B.Pengertian Pokok Administrasi Pemerintahan
              Untuk memberikan pemahaman terhadap materi muatan Undang-Undang Nomor 30 Tahun 2014 Tentang Administrasi Pemerintahan, maka perlu dipahami konsep- konsep yang berkaitan dengan aspek hukum administrasi pemerintahan, yaitu berikut ini.
1.        Administrasi Pemerintahan adalah tata laksana dalam pengambilan keputusan dan/atau tindakan oleh badan dan/atau pejabat pemerintahan.
2.        Fungsi Pemerintahan adalah fungsi dalam melaksanakan Administrasi Pemerintahan yang meliputi fungsi pengaturan, pelayanan, pembangunan, pemberdayaan, dan pelindungan.
3.        Badan dan/atau Pejabat Pemerintahan adalah unsur yang melaksanakan Fungsi Pemerintahan, baik di lingkungan pemerintah maupun penyelenggara negara lainnya.
4.         Atasan Pejabat adalah atasan pejabat langsung yang mempunyai kedudukan dalam organisasi atau strata pemerintahan yang lebih tinggi.
5.        Wewenang adalah hak yang dimiliki oleh Badan dan/atau Pejabat Pemerintahan atau penyelenggara negara lainnya untuk mengambil keputusan dan/atau tindakan dalam penyelenggaraan pemerintahan.
6.        Kewenangan Pemerintahan yang selanjutnya disebut Kewenangan adalah kekuasaan Badan dan/atau Pejabat Pemerintahan atau penyelenggara negara lainnya untuk bertindak dalam ranah hukum publik.
7.        Keputusan Administrasi Pemerintahan yang juga disebut Keputusan Tata Usaha Negara atau Keputusan Administrasi Negara yang selanjutnya disebut Keputusan adalah ketetapan tertulis yang dikeluarkan oleh Badan dan/atau Pejabat Pemerintahan dalam penyelenggaraan pemerintahan.
8.        Tindakan Administrasi Pemerintahan yang selanjutnya disebut Tindakan adalah perbuatan Pejabat Pemerintahan atau penyelenggara negara lainnya untuk melakukan dan/atau tidak melakukan perbuatan konkret dalam rangka penyelenggaraan pemerintahan.
9.        Diskresi adalah Keputusan dan/atau Tindakan yang ditetapkan dan/atau dilakukan oleh Pejabat Pemerintahan untuk mengatasi persoalan konkret yang dihadapi dalam penyelenggaraan pemerintahan dalam hal peraturan perundangundangan yang memberikan pilihan, tidak mengatur, tidak lengkap atau tidak jelas, dan/atau adanya stagnasi pemerintahan.

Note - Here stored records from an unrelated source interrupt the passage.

use std::collections::BTreeMap;

use serde::Serialize;

use crate::model::BallContext;
use crate::rates::{balls_to_overs, ratio};

#[derive(Debug, Clone, PartialEq, Serialize)]
pub struct BowlingFigures {
    pub bowler: String,
    /// Set for single-innings figures.
    pub match_id: Option<u64>,
    pub wickets: u32,
    pub runs_conceded: u32,
    pub legal_balls: u32,
    /// Cricket notation, e.g. `3.4` is three overs and four balls.
    pub overs: f64,
    /// Runs conceded per wicket.
    pub strike_rate: Option<f64>,
    pub economy_rate: Option<f64>,
}

#[derive(Debug, Clone, Default, Serialize)]
pub struct BowlingAnalysis {
    pub wickets_total: Vec<BowlingFigures>,
    pub wickets_inning: Vec<BowlingFigures>,
}

pub fn analyze(bowling: &[BallContext<'_>]) -> BowlingAnalysis {
    BowlingAnalysis {
        wickets_total: career_figures(bowling),
        wickets_inning: innings_figures(bowling),
    }
}

#[derive(Default, Clone, Copy)]
struct Tally {
    wickets: u32,
    runs: u32,
    legal_balls: u32,
}

impl Tally {
    fn add(&mut self, ctx: &BallContext<'_>) {
        self.runs += ctx.ball.total_runs;
        if ctx.ball.is_legal() {
            self.legal_balls += 1;
        }
        if ctx.ball.is_bowler_wicket() {
            self.wickets += 1;
        }
    }
}

pub fn career_figures(bowling: &[BallContext<'_>]) -> Vec<BowlingFigures> {
    let mut by_bowler: BTreeMap<&str, Tally> = BTreeMap::new();
    for ctx in bowling {
        by_bowler.entry(ctx.ball.bowler.as_str()).or_default().add(ctx);
    }
    ranked(
        by_bowler
            .into_iter()
            .map(|(bowler, tally)| figures(bowler, None, tally)),
    )
}

pub fn innings_figures(bowling: &[BallContext<'_>]) -> Vec<BowlingFigures> {
    let mut by_innings: BTreeMap<(&str, u64), Tally> = BTreeMap::new();
    for ctx in bowling {
        by_innings
            .entry((ctx.ball.bowler.as_str(), ctx.ball.match_id))
            .or_default()
            .add(ctx);
    }
    ranked(
        by_innings
            .into_iter()
            .map(|((bowler, match_id), tally)| figures(bowler, Some(match_id), tally)),
    )
}

fn figures(bowler: &str, match_id: Option<u64>, tally: Tally) -> BowlingFigures {
    let overs = balls_to_overs(tally.legal_balls);
    BowlingFigures {
        bowler: bowler.to_string(),
        match_id,
        wickets: tally.wickets,
        runs_conceded: tally.runs,
        legal_balls: tally.legal_balls,
        overs,
        strike_rate: ratio(tally.runs as f64, tally.wickets as f64),
        economy_rate: ratio(tally.runs as f64, overs),
    }
}

/// Wicket-takers only; more wickets first, then fewer runs conceded.
fn ranked(rows: impl Iterator<Item = BowlingFigures>) -> Vec<BowlingFigures> {
    let mut rows: Vec<BowlingFigures> = rows.filter(|r| r.wickets > 0).collect();
    rows.sort_by(|a, b| {
        b.wickets
            .cmp(&a.wickets)
            .then_with(|| a.runs_conceded.cmp(&b.runs_conceded))
    });
    rows
}

#[cfg(test)]
mod tests {
    use super::*;
    use crate::model::{DeliveryRecord, join_deliveries};
    use crate::test_support::{delivery, extra, fixture, wicket};

    #[test]
    fn economy_and_strike_rate() {
        let matches = vec![fixture(1, "Punjab Kings", "Delhi Capitals").build()];
        let mut balls: Vec<DeliveryRecord> = Vec::new();
        for i in 0..24 {
            let runs = if i < 12 { 2 } else { 0 };
            let ball = delivery(1, 2, "DA Warner", "Arshdeep Singh", runs);
            balls.push(if i % 8 == 7 { wicket(ball, "caught") } else { ball });
        }
        let joined = join_deliveries(&matches, &balls);
        let rows = career_figures(&joined);
        assert_eq!(rows.len(), 1);
        let row = &rows[0];
        assert_eq!(row.wickets, 3);
        assert_eq!(row.runs_conceded, 24);
        assert!((row.overs - 4.0).abs() < 1e-9);
        assert_eq!(row.economy_rate, Some(6.0));
        assert_eq!(row.strike_rate, Some(8.0));
    }

    #[test]
    fn run_outs_are_not_bowler_wickets() {
        let matches = vec![fixture(1, "Punjab Kings", "Delhi Capitals").build()];
        let balls = vec![
            wicket(delivery(1, 1, "PP Shaw", "K Rabada", 0), "run out"),
            wicket(delivery(1, 1, "RR Pant", "K Rabada", 0), "bowled"),
            wicket(delivery(1, 1, "AR Patel", "Harpreet Brar", 1), "run out"),
        ];
        let joined = join_deliveries(&matches, &balls);
        let rows = career_figures(&joined);
        assert_eq!(rows.len(), 1);
        assert_eq!(rows[0].bowler, "K Rabada");
        assert_eq!(rows[0].wickets, 1);
    }

    #[test]
    fn extras_do_not_count_as_legal_balls() {
        let matches = vec![fixture(1, "Punjab Kings", "Delhi Capitals").build()];
        let mut balls: Vec<DeliveryRecord> = (0..7)
            .map(|_| delivery(1, 1, "PP Shaw", "K Rabada", 1))
            .collect();
        balls.push(extra(delivery(1, 1, "PP Shaw", "K Rabada", 0), "noballs", 1));
        balls.push(wicket(delivery(1, 1, "PP Shaw", "K Rabada", 0), "lbw"));
        let joined = join_deliveries(&matches, &balls);
        let row = &innings_figures(&joined)[0];
        assert_eq!(row.legal_balls, 8);
        assert!((row.overs - 1.2).abs() < 1e-9);
        assert_eq!(row.runs_conceded, 8);
        assert_eq!(row.match_id, Some(1));
    }

    #[test]
    fn best_figures_order() {
        let matches = vec![
            fixture(1, "Punjab Kings", "Delhi Capitals").build(),
            fixture(2, "Punjab Kings", "Delhi Capitals").build(),
        ];
        let balls = vec![
            wicket(delivery(1, 1, "a", "Kuldeep Yadav", 4), "caught"),
            wicket(delivery(1, 1, "b", "Kuldeep Yadav", 0), "caught"),
            wicket(delivery(2, 1, "a", "Kuldeep Yadav", 0), "bowled"),
            wicket(delivery(2, 1, "b", "Kuldeep Yadav", 0), "bowled"),
            wicket(delivery(2, 1, "c", "AR Patel", 1), "stumped"),
        ];
        let joined = join_deliveries(&matches, &balls);
        let rows = innings_figures(&joined);
        let order: Vec<(&str, Option<u64>)> =
            rows.iter().map(|r| (r.bowler.as_str(), r.match_id)).collect();
        assert_eq!(
            order,
            vec![
                ("Kuldeep Yadav", Some(2)),
                ("Kuldeep Yadav", Some(1)),
                ("AR Patel", Some(2)),
            ]
        );
    }
}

10.    Legalisasi adalah pernyataan Badan dan/atau Pejabat Pemerintahan mengenai keabsahan suatu salinan surat atau dokumen Administrasi Pemerintahan yang dinyatakan sesuai dengan aslinya.

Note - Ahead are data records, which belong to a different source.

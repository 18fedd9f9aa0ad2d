use crate::model::{DeliveryRecord, MatchRecord, MatchType, ResultKind, TossDecision};

pub struct MatchBuilder(MatchRecord);

pub fn fixture(id: u64, team1: &str, team2: &str) -> MatchBuilder {
    MatchBuilder(MatchRecord {
        id,
        season: "2020".to_string(),
        city: None,
        date: None,
        match_type: MatchType::League,
        player_of_match: None,
        venue: "Test Ground".to_string(),
        team1: team1.to_string(),
        team2: team2.to_string(),
        toss_winner: Some(team1.to_string()),
        toss_decision: Some(TossDecision::Bat),
        winner: None,
        result: ResultKind::NoResult,
        result_margin: None,
        target_runs: None,
        target_overs: None,
        super_over: false,
        method: None,
    })
}

impl MatchBuilder {
    pub fn season(mut self, season: &str) -> Self {
        self.0.season = season.to_string();
        self
    }

    pub fn city(mut self, city: &str) -> Self {
        self.0.city = Some(city.to_string());
        self
    }

    pub fn winner(mut self, team: &str) -> Self {
        self.0.winner = Some(team.to_string());
        self
    }

    pub fn toss(mut self, team: &str, decision: &str) -> Self {
        self.0.toss_winner = Some(team.to_string());
        self.0.toss_decision = TossDecision::parse(decision);
        self
    }

    pub fn no_toss(mut self) -> Self {
        self.0.toss_winner = None;
        self.0.toss_decision = None;
        self
    }

    pub fn match_type(mut self, label: &str) -> Self {
        self.0.match_type = MatchType::parse(label);
        self
    }

    pub fn super_over(mut self) -> Self {
        self.0.super_over = true;
        self
    }

    pub fn result(mut self, kind: &str, margin: i64) -> Self {
        self.0.result = ResultKind::parse(Some(kind));
        self.0.result_margin = Some(margin);
        self
    }

    pub fn target(mut self, runs: i64) -> Self {
        self.0.target_runs = Some(runs);
        self
    }

    pub fn potm(mut self, player: &str) -> Self {
        self.0.player_of_match = Some(player.to_string());
        self
    }

    pub fn build(self) -> MatchRecord {
        self.0
    }
}

pub fn delivery(match_id: u64, inning: u8, batter: &str, bowler: &str, runs: u32) -> DeliveryRecord {
    DeliveryRecord {
        match_id,
        inning,
        over: 0,
        ball: 1,
        batter: batter.to_string(),
        bowler: bowler.to_string(),
        batsman_runs: runs,
        extra_runs: 0,
        total_runs: runs,
        extras_type: None,
        is_wicket: false,
        player_dismissed: None,
        dismissal_kind: None,
    }
}

pub fn extra(mut ball: DeliveryRecord, kind: &str, runs: u32) -> DeliveryRecord {
    ball.extras_type = Some(kind.to_string());
    ball.extra_runs = runs;
    ball.total_runs = ball.batsman_runs + runs;
    ball
}

pub fn wicket(mut ball: DeliveryRecord, kind: &str) -> DeliveryRecord {
    ball.is_wicket = true;
    ball.player_dismissed = Some(ball.batter.clone());
    ball.dismissal_kind = Some(kind.to_string());
    ball
}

11.    Sengketa Kewenangan adalah klaim penggunaan Wewenang yang dilakukan oleh 2 (dua) Pejabat Pemerintahan atau lebih yang disebabkan oleh tumpang tindih atau tidak jelasnya Pejabat Pemerintahan yang berwenang menangani suatu urusan pemerintahan.
12.    Konflik Kepentingan adalah kondisi Pejabat Pemerintahan yang memiliki kepentingan pribadi untuk menguntungkan diri sendiri dan/atau orang lain dalam penggunaan Wewenang sehingga dapat mempengaruhi netralitas dan kualitas Keputusan dan/atau Tindakan yang dibuat dan/atau dilakukannya.

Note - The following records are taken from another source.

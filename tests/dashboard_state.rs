use ipl_insights::dataset::{InMemorySource, MatchSource};
use ipl_insights::demo_league;
use ipl_insights::filter::SeasonFilter;
use ipl_insights::state::{AppState, Insights, Mode, ResultTab, Screen, SelectField, tabs_for};

fn demo_state(league: &InMemorySource) -> AppState {
    AppState::new(
        league.teams().unwrap(),
        league.seasons().unwrap(),
        &SeasonFilter::AllSeasons,
    )
}

#[test]
fn season_list_starts_with_all_seasons() {
    let league = demo_league::generate(1, 2);
    let state = demo_state(&league);
    assert_eq!(state.seasons[0], "All Seasons");
    assert_eq!(state.selected_season(), SeasonFilter::AllSeasons);

    let state = AppState::new(
        league.teams().unwrap(),
        league.seasons().unwrap(),
        &SeasonFilter::parse("2009"),
    );
    assert_eq!(state.selected_season(), SeasonFilter::From("2009".into()));
}

#[test]
fn same_team_search_logs_a_warning() {
    let league = demo_league::generate(1, 1);
    let mut state = demo_state(&league);
    state.team2_idx = state.team1_idx;
    state.search(&league);
    assert!(state.results.is_none());
    assert_eq!(state.screen, Screen::Select);
    let last = state.logs.back().unwrap();
    assert!(last.starts_with("[WARN]"), "{last}");
}

#[test]
fn head_to_head_search_switches_to_results() {
    let league = demo_league::generate(2, 2);
    let mut state = demo_state(&league);
    state.search(&league);
    assert_eq!(state.screen, Screen::Results);
    assert!(matches!(state.results, Some(Insights::HeadToHead(_))));
    assert!(state.logs.back().unwrap().starts_with("[INFO]"));

    let first_side = state.current_side().unwrap().team.clone();
    state.toggle_side();
    assert_ne!(state.current_side().unwrap().team, first_side);
}

#[test]
fn single_team_mode_skips_team2_and_offers_all_tabs() {
    let league = demo_league::generate(3, 1);
    let mut state = demo_state(&league);
    state.toggle_mode();
    assert_eq!(state.mode, Mode::SingleTeam);
    state.cycle_field();
    assert_eq!(state.field, SelectField::Season);
    state.cycle_field();
    assert_eq!(state.field, SelectField::Team1);

    state.search(&league);
    assert!(matches!(state.results, Some(Insights::Team(_))));
    let tabs = tabs_for(Mode::SingleTeam);
    for _ in 0..tabs.len() {
        assert!(!state.report_lines().is_empty());
        state.next_tab();
    }
    assert_eq!(state.tab, ResultTab::Overview);
    state.prev_tab();
    assert_eq!(state.tab, ResultTab::Bowling);
}

#[test]
fn selection_wraps_around() {
    let league = demo_league::generate(4, 1);
    let mut state = demo_state(&league);
    state.select_prev();
    assert_eq!(state.team1_idx, state.teams.len() - 1);
    state.select_next();
    assert_eq!(state.team1_idx, 0);
}

#[test]
fn console_keeps_the_latest_entries() {
    let mut state = AppState::new(Vec::new(), Vec::new(), &SeasonFilter::AllSeasons);
    for i in 0..250 {
        state.push_log(format!("[INFO] line {i}"));
    }
    assert_eq!(state.logs.len(), 200);
    assert_eq!(state.logs.front().unwrap(), "[INFO] line 50");
}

13.    Warga Masyarakat adalah seseorang atau badan hukum perdata yang terkait dengan Keputusan dan/atau Tindakan.
14.    Upaya Administratif adalah proses penyelesaian sengketa yang dilakukan dalam lingkungan Administrasi Pemerintahan sebagai akibat dikeluarkannya Keputusan dan/atau Tindakan yang merugikan.
15.    Asas-asas Umum Pemerintahan yang Baik yang selanjutnya disingkat AUPB adalah prinsip yang digunakan sebagai acuan penggunaan Wewenang bagi Pejabat Pemerintahan dalam mengeluarkan Keputusan dan/atau Tindakan dalam penyelenggaraan pemerintahan.
16.     Pengadilan adalah Pengadilan Tata Usaha Negara.
17.    Izin adalah Keputusan Pejabat Pemerintahan yang berwenang sebagai wujud persetujuan atas permohonan Warga Masyarakat sesuai dengan ketentuan peraturan perundang-undangan.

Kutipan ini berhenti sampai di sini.